Data on the distribution of income and wealth is positively essential to differentiating and understanding the workings of social class. There are various practical and theoretical approaches to defining social class. There are valid disputes among sociologists, political circles and policy makers surrounding the definition and essence of social class. The UK social class system categorises various dimensions of social class status. Undoubtedly, there are numerous factors which effects one’s social class. Some suggest the modern western democracies such as the United Kingdom are fairly equal so therefore insist that matters of social class are relatively insignificant. What is important also is tackling the means whereby social class is measured. Issues such as; the distribution of wealth, subjective assessment of social status, determinants of class are all useful factors in identifying and dissecting social trends and statistics.
Most of the policy and statistical data obtained from agencies such as the Department of Work and Pensions, Institute of Fiscal Studies, Office of National Statistics (ONS) and Her Majesty’s Revenue and Customs don’t offer solutions to the welfare question. Furthermore, findings from the Great British Class Survey proved to be relevant but only to a point. Further information surrounding welfare can be found on the OECD online library main economic indicators, employment and labour market statistics, United Nations, Political Studies Association (PSA), British International Studies Association (BISA), World Bank, National Audit Office, Euro stat database.
All of the challenges aforementioned have quite clearly brought about significant changes to the welfare state and relevantly, most modern states have tried to reform their systems.
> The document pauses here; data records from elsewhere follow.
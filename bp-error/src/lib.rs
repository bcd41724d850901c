#![deny(missing_docs)]

//! This crate defines error & result types for the BP storage engine.
//! It also contains a variety of useful macros for error handling.

mod ext;

use std::backtrace::Backtrace;
use std::borrow::Cow;
use std::fmt::{Debug, Display, Formatter};
use std::ops::Deref;
use std::{env, fmt, io};

pub use ext::*;

/// A string that can be used as an error message.
#[derive(Debug, Clone, PartialEq, Eq)]
pub struct ErrString(Cow<'static, str>);

#[allow(clippy::fallible_impl_from)]
impl<T> From<T> for ErrString
where
    T: Into<Cow<'static, str>>,
{
    #[allow(clippy::panic)]
    fn from(msg: T) -> Self {
        if env::var("BP_PANIC_ON_ERR")
            .map(|v| v == "1" || v == "true")
            .unwrap_or(false)
        {
            panic!("{}\nBacktrace:\n{}", msg.into(), Backtrace::capture());
        } else {
            Self(msg.into())
        }
    }
}

impl AsRef<str> for ErrString {
    fn as_ref(&self) -> &str {
        &self.0
    }
}

impl Deref for ErrString {
    type Target = str;

    fn deref(&self) -> &Self::Target {
        &self.0
    }
}

impl Display for ErrString {
    fn fmt(&self, f: &mut Formatter<'_>) -> fmt::Result {
        Display::fmt(&self.0, f)
    }
}

/// The top-level error type for the BP storage engine.
#[derive(thiserror::Error)]
#[non_exhaustive]
pub enum BpError {
    /// The dataset was written with a version or byte order this build cannot read.
    #[error("incompatible format: {0}\nBacktrace:\n{1}")]
    IncompatibleFormat(ErrString, Box<Backtrace>),
    /// The dataset, or one of its files, did not appear within the deadline.
    #[error("not found: {0}\nBacktrace:\n{1}")]
    NotFound(ErrString, Box<Backtrace>),
    /// A transport returned fewer bytes than requested.
    #[error(
        "short read on {subfile} at offset {offset}: expected {expected} bytes, got {actual}"
    )]
    IoTruncated {
        /// The subfile (or file name) that was being read.
        subfile: ErrString,
        /// The absolute byte offset of the read.
        offset: u64,
        /// The number of bytes requested.
        expected: u64,
        /// The number of bytes the transport produced.
        actual: u64,
    },
    /// A block uses a codec that is not compiled into this build.
    #[error("unsupported codec {0}\nBacktrace:\n{1}")]
    UnsupportedCodec(ErrString, Box<Backtrace>),
    /// The caller violated a precondition of the API or of the engine's state machine.
    #[error("{0}\nBacktrace:\n{1}")]
    InvalidArgument(ErrString, Box<Backtrace>),
    /// A communicator operation failed.
    #[error("communicator error: {0}\nBacktrace:\n{1}")]
    Comm(ErrString, Box<Backtrace>),
    /// An index or length was out of bounds.
    #[error("index {0} out of bounds from {1} to {2}\nBacktrace:\n{3}")]
    OutOfBounds(usize, usize, usize, Box<Backtrace>),
    /// A generic error.
    #[error("{0}\nBacktrace:\n{1}")]
    Generic(ErrString, Box<Backtrace>),
    /// A wrapper for other errors, carrying additional context.
    #[error("{0}: {1}")]
    Context(ErrString, #[source] Box<BpError>),
    /// A wrapper for IO errors.
    #[error(transparent)]
    Io(#[from] io::Error),
    /// A wrapper for errors from the flexbuffers serializer.
    #[cfg(feature = "flexbuffers")]
    #[error(transparent)]
    FlexbufferSerialization(#[from] flexbuffers::SerializationError),
    /// A wrapper for errors from the flexbuffers deserializer.
    #[cfg(feature = "flexbuffers")]
    #[error(transparent)]
    FlexbufferDeserialization(#[from] flexbuffers::DeserializationError),
    /// A wrapper for errors from the serde_json crate.
    #[cfg(feature = "serde")]
    #[error(transparent)]
    Json(#[from] serde_json::Error),
}

impl BpError {
    /// Adds additional context to an error.
    pub fn with_context<T: Into<ErrString>>(self, msg: T) -> Self {
        BpError::Context(msg.into(), Box::new(self))
    }

    /// The innermost error, skipping any [`BpError::Context`] wrappers.
    pub fn root_cause(&self) -> &BpError {
        match self {
            BpError::Context(_, inner) => inner.root_cause(),
            other => other,
        }
    }

    /// Whether the root cause of this error is a missing dataset or file.
    pub fn is_not_found(&self) -> bool {
        matches!(self.root_cause(), BpError::NotFound(..))
    }
}

impl Debug for BpError {
    fn fmt(&self, f: &mut Formatter<'_>) -> fmt::Result {
        Display::fmt(self, f)
    }
}

/// A type alias for Results that return BpErrors as their error type.
pub type BpResult<T> = Result<T, BpError>;

/// A trait for unwrapping a BpResult.
pub trait BpUnwrap {
    /// The type of the value being unwrapped.
    type Output;

    /// Returns the value of the result if it is Ok, otherwise panics with the error.
    /// Should be called only in contexts where the error condition represents a bug (programmer error).
    fn bp_unwrap(self) -> Self::Output;
}

impl<T, E> BpUnwrap for Result<T, E>
where
    E: Into<BpError>,
{
    type Output = T;

    #[inline(always)]
    fn bp_unwrap(self) -> Self::Output {
        self.map_err(|err| err.into())
            .unwrap_or_else(|err| bp_panic!(err))
    }
}

/// A trait for expect-ing a BpResult or an Option.
pub trait BpExpect {
    /// The type of the value being expected.
    type Output;

    /// Returns the value of the result if it is Ok, otherwise panics with the error.
    /// Should be called only in contexts where the error condition represents a bug (programmer error).
    fn bp_expect(self, msg: &str) -> Self::Output;
}

impl<T, E> BpExpect for Result<T, E>
where
    E: Into<BpError>,
{
    type Output = T;

    #[inline(always)]
    fn bp_expect(self, msg: &str) -> Self::Output {
        self.map_err(|err| err.into())
            .unwrap_or_else(|e| bp_panic!(e.with_context(msg.to_string())))
    }
}

impl<T> BpExpect for Option<T> {
    type Output = T;

    #[inline(always)]
    fn bp_expect(self, msg: &str) -> Self::Output {
        self.unwrap_or_else(|| {
            let err = BpError::Generic(msg.to_string().into(), Box::new(Backtrace::capture()));
            bp_panic!(err)
        })
    }
}

/// A convenient macro for creating a BpError.
#[macro_export]
macro_rules! bp_err {
    (IncompatibleFormat: $($tts:tt)*) => {{
        use std::backtrace::Backtrace;
        $crate::BpError::IncompatibleFormat(
            format!($($tts)*).into(),
            Box::new(Backtrace::capture()),
        )
    }};
    (NotFound: $($tts:tt)*) => {{
        use std::backtrace::Backtrace;
        $crate::BpError::NotFound(format!($($tts)*).into(), Box::new(Backtrace::capture()))
    }};
    (UnsupportedCodec: $($tts:tt)*) => {{
        use std::backtrace::Backtrace;
        $crate::BpError::UnsupportedCodec(
            format!($($tts)*).into(),
            Box::new(Backtrace::capture()),
        )
    }};
    (InvalidArgument: $($tts:tt)*) => {{
        use std::backtrace::Backtrace;
        $crate::BpError::InvalidArgument(
            format!($($tts)*).into(),
            Box::new(Backtrace::capture()),
        )
    }};
    (Comm: $($tts:tt)*) => {{
        use std::backtrace::Backtrace;
        $crate::BpError::Comm(format!($($tts)*).into(), Box::new(Backtrace::capture()))
    }};
    (OutOfBounds: $idx:expr, $start:expr, $stop:expr) => {{
        use std::backtrace::Backtrace;
        $crate::BpError::OutOfBounds($idx, $start, $stop, Box::new(Backtrace::capture()))
    }};
    (IoTruncated: $subfile:expr, $offset:expr, $expected:expr, $actual:expr) => {{
        $crate::BpError::IoTruncated {
            subfile: $subfile.into(),
            offset: $offset,
            expected: $expected,
            actual: $actual,
        }
    }};
    (Context: $msg:literal, $err:expr) => {{
        $crate::BpError::Context($msg.into(), Box::new($err))
    }};
    ($fmt:literal $(, $arg:expr)* $(,)?) => {{
        use std::backtrace::Backtrace;
        $crate::BpError::Generic(
            format!($fmt, $($arg),*).into(),
            Box::new(Backtrace::capture()),
        )
    }};
}

/// A convenient macro for returning a BpError.
#[macro_export]
macro_rules! bp_bail {
    ($($tt:tt)+) => {
        return Err($crate::bp_err!($($tt)+))
    };
}

/// A convenient macro for panicking with a BpError in the presence of a programmer error
/// (e.g., an invariant has been violated).
#[macro_export]
macro_rules! bp_panic {
    (OutOfBounds: $idx:expr, $start:expr, $stop:expr) => {{
        $crate::bp_panic!($crate::bp_err!(OutOfBounds: $idx, $start, $stop))
    }};
    ($fmt:literal $(, $arg:expr)* $(,)?) => {
        $crate::bp_panic!($crate::bp_err!($fmt, $($arg),*))
    };
    ($err:expr, $fmt:literal $(, $arg:expr)* $(,)?) => {{
        let err: $crate::BpError = $err;
        panic!("{}", err.with_context(format!($fmt, $($arg),*)))
    }};
    ($err:expr) => {{
        let err: $crate::BpError = $err;
        panic!("{}", err)
    }};
}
While the notable states are showing signs of relatively deep cuts in social spending as percentage of GDP, the UK particularly continues to spend significantly on welfare when compared to other Western states. It is clear that the UK welfare system is certainly attractive as we have witnessed with the recent media attention surrounding the migrants in Calais. But of course Sweden and Norway have much more generous welfare systems, however they are not as competitive on the international platform. It is undeniable, though, that the welfare cuts which are being undertaken by the DWP are wholly too drastic and disproportionate when considered. It has to be remembered that MPs such as Iain Duncan Smith are supposed to be democratically elected representatives of the people, to say that the people are content with their fellow citizens and human beings committing suicide and dying due to welfare cuts implemented by our MPs then that would convey an extremely damming picture of our current system here in Britain.